Souvent, lorsque les petits enfants rentrent de l’école, ils aiment montrer à leurs parents ce qu’ils y ont fait, un dessin, par exemple. Ils aiment qu’on leur demande de commenter leur réalisation et apprécie d’être complimentés pour la qualité de leur création.

Cette attitude n’est pas propre à l’enfant, les adultes aiment également soumettre au regard d’autrui les productions issus de leur travail ou de leurs loisirs. De l’artiste à l’ingénieur, de l’artisan à l’ouvrier en passant par le bricoleur du dimanche, chacun aime que l’on reconnaisse la valeur des œuvres auxquelles il donne le jour par son activité, qu’elle soit manuelle ou intellectuelle. Cette distinction entre le travail de la main et celui de l’esprit est d’ailleurs fort peu pertinente, car il n’y a que peut d’activités proprement humaines qui ne font appel qu’à l’une ou l’autre de ces capacités.
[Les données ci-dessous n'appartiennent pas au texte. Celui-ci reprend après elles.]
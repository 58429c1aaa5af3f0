use std::num::NonZeroU32;

use anyhow::Result;
use tracing::debug;

use scribe_db::{Database, Filter};
use scribe_types::api::{PostListResponse, PostResponse};

use crate::pagination::paginate;

/// Build one page of the post listing: filter, count, page bounds, then tags
/// for exactly the posts on the page.
pub fn list_posts(
    db: &Database,
    search: &str,
    page_size: NonZeroU32,
    page_number: NonZeroU32,
) -> Result<PostListResponse> {
    let filter = Filter::parse(search);

    let total = db.count_posts(&filter)?;
    let page = paginate(total, page_size, page_number);
    let rows = if page.offset >= total {
        Vec::new()
    } else {
        db.list_posts(&filter, page_size.get(), page.offset)?
    };

    let ids: Vec<i64> = rows.iter().map(|r| r.id).collect();
    let mut tags = db.tags_for_posts(&ids)?;

    debug!(
        "Listed {} of {} posts (page {}/{}) for search {:?}",
        rows.len(),
        total,
        page_number,
        page.last_page,
        search
    );

    let posts = rows
        .into_iter()
        .map(|row| PostResponse {
            tags: tags
                .remove(&row.id)
                .map(|set| set.into_iter().collect())
                .unwrap_or_default(),
            id: row.id,
            title: row.title,
            text: row.text,
            likes_count: row.likes_count,
            comments_count: row.comments_count,
        })
        .collect();

    Ok(PostListResponse {
        posts,
        has_prev: page.has_prev,
        has_next: page.has_next,
        last_page: page.last_page,
    })
}

#[cfg(test)]
mod tests {
    use super::*;

    fn nz(n: u32) -> NonZeroU32 {
        NonZeroU32::new(n).unwrap()
    }

    fn seed(db: &Database, id: i64, title: &str, tags: &[&str]) {
        let tags: Vec<String> = tags.iter().map(|t| t.to_string()).collect();
        db.create_post(id, title, "Test Post Text", &tags).unwrap();
    }

    #[test]
    fn empty_store_has_no_pages() {
        let db = Database::open_in_memory().unwrap();
        let page = list_posts(&db, "", nz(5), nz(1)).unwrap();
        assert!(page.posts.is_empty());
        assert_eq!(page.last_page, 0);
        assert!(!page.has_prev && !page.has_next);
    }

    #[test]
    fn attaches_tags_and_defaults_to_empty() {
        let db = Database::open_in_memory().unwrap();
        seed(&db, 1, "untagged", &[]);
        seed(&db, 2, "tagged", &["z", "a", "m"]);

        let page = list_posts(&db, "", nz(5), nz(1)).unwrap();
        assert_eq!(page.posts[0].id, 2);
        assert_eq!(page.posts[0].tags, vec!["a", "m", "z"]);
        assert_eq!(page.posts[1].tags, Vec::<String>::new());
    }

    #[test]
    fn hashtag_search_and_paging_combine() {
        let db = Database::open_in_memory().unwrap();
        for id in 1..=7 {
            let tags: &[&str] = if id % 2 == 1 { &["tag_1"] } else { &["tag_2"] };
            seed(&db, id, &format!("post {}", id), tags);
        }

        // Odd ids carry tag_1: 7, 5, 3, 1.
        let first = list_posts(&db, "#tag_1", nz(3), nz(1)).unwrap();
        assert_eq!(first.posts.iter().map(|p| p.id).collect::<Vec<_>>(), vec![7, 5, 3]);
        assert_eq!(first.last_page, 2);
        assert!(first.has_next && !first.has_prev);

        let second = list_posts(&db, "#tag_1", nz(3), nz(2)).unwrap();
        assert_eq!(second.posts.iter().map(|p| p.id).collect::<Vec<_>>(), vec![1]);
        assert!(second.has_prev && !second.has_next);
        assert!(second.posts.iter().all(|p| p.tags == vec!["tag_1"]));
    }

    #[test]
    fn far_past_the_end_is_an_empty_page() {
        let db = Database::open_in_memory().unwrap();
        seed(&db, 1, "only", &["tag_1"]);

        let page = list_posts(&db, "", nz(u32::MAX), nz(u32::MAX)).unwrap();
        assert!(page.posts.is_empty());
        assert_eq!(page.last_page, 1);
        assert!(!page.has_prev && !page.has_next);

        let page = list_posts(&db, "#tag_1", nz(1), nz(u32::MAX)).unwrap();
        assert!(page.posts.is_empty());
    }

    #[test]
    fn page_larger_than_variable_limit() {
        let db = Database::open_in_memory().unwrap();
        db.with_conn(|conn| {
            conn.execute_batch(
                "WITH RECURSIVE n(i) AS (SELECT 1 UNION ALL SELECT i + 1 FROM n WHERE i < 40000)
                 INSERT INTO posts (id, title, text, likes_count)
                 SELECT i, 'post ' || i, 'text', 0 FROM n;
                 INSERT INTO post_tags (post_id, tag) VALUES (1, 'oldest'), (40000, 'newest');",
            )?;
            Ok(())
        })
        .unwrap();

        let page = list_posts(&db, "", nz(50_000), nz(1)).unwrap();
        assert_eq!(page.posts.len(), 40_000);
        assert_eq!(page.last_page, 1);
        assert_eq!(page.posts[0].tags, vec!["newest"]);
        assert_eq!(page.posts[39_999].tags, vec!["oldest"]);
        assert!(page.posts[1].tags.is_empty());
    }
}
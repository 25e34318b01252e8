//! Read-only quest catalog queries.

use super::models::Quest;
use super::DbPool;
use crate::error::ApiError;

/// All quests currently flagged active. Per-user progress merging is a client
/// concern for the MVP.
pub async fn active_quests(pool: &DbPool) -> Result<Vec<Quest>, ApiError> {
    let quests = sqlx::query_as::<_, Quest>(
        "SELECT quest_id, title, quest_type, objective_type, target_value, \
                xp_reward, gp_reward, is_active \
         FROM quests WHERE is_active ORDER BY quest_id",
    )
    .fetch_all(pool)
    .await?;
    Ok(quests)
}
L’artisan et l’ouvrier pensent autant que le scientifique ou l’écrivain qui ont besoin de leurs mains pour rédiger et écrire les résultats de leurs recherches et de leurs cogitations. D’où, d’ailleurs, ce très beau mot de « manuscrit » qui désigne ce que la main et l’esprit adossés l’un à l’autre ont pu engendrer. Mais, si l’on excepte le journal intime que l’on garde pour soi – et encore peut-être espère-t-on secrètement ou inconsciemment en le rédigeant qu’un jour ceux à qui on n’a pas osé dire ce que l’on y écrit le liront – lorsque nous composons un texte, c’est toujours pour être lu pour le soumettre au jugement d’autrui.

Il y a dans ce désir de montrer aux autres ce que l’on fait, la manifestation d’un puissant désir de reconnaissance, d’un intense appétit de se sentir exister et de voir confirmer ce sentiment d’existence.

Cette confirmation s’accomplit à deux niveaux, celui individuel de la création et de la reconnaissance de soi par soi et celui plus social de la reconnaissance par autrui.

Ce désir est d’abord satisfait par l’action elle-même, c’est ce que Hegel nomme dans son Esthétique, la prise de conscience de soi pratique, qu’il distingue de la prise de conscience de soi théorique. Prendre conscience de soi théoriquement consiste à saisir sa propre existence par la seule réflexion, il s’agit donc d’une prise de conscience toute intérieure et purement subjective. J’existe et par la réflexion, je me retourne sur moi-même et j’acquière le savoir de cette existence. J’en prends donc conscience. Or, cette prise de conscience ne suffit pas, c’est pourquoi l’être humain a besoin de construire un monde qui soit le produit de sa pensée consciente d’elle-même. Ainsi, l’enfant qui réalise un dessin, l’artisan qui fabrique son ouvrage, chacun pense également cette production avant et pendant sa réalisation. Une fois ce travail effectué, une fois l’objet produit, chacun a devant lui une preuve objective de son existence en tant qu’esprit, car la chose réalisée, celle qui se trouve devant lui – et n’oublions pas qu’étymologiquement « l’objet » désigne « ce qui est jeté devant » – ne serait pas là, si elle n’avait pas été conçue auparavant en son esprit. Ce second processus correspond à ce que Hegel appelle le prise de conscience de soi pratique, c’est-à-dire par l’action, par une opération qui permet à l’être humain de produire des effets dont il est la seule cause, hors de lui-même.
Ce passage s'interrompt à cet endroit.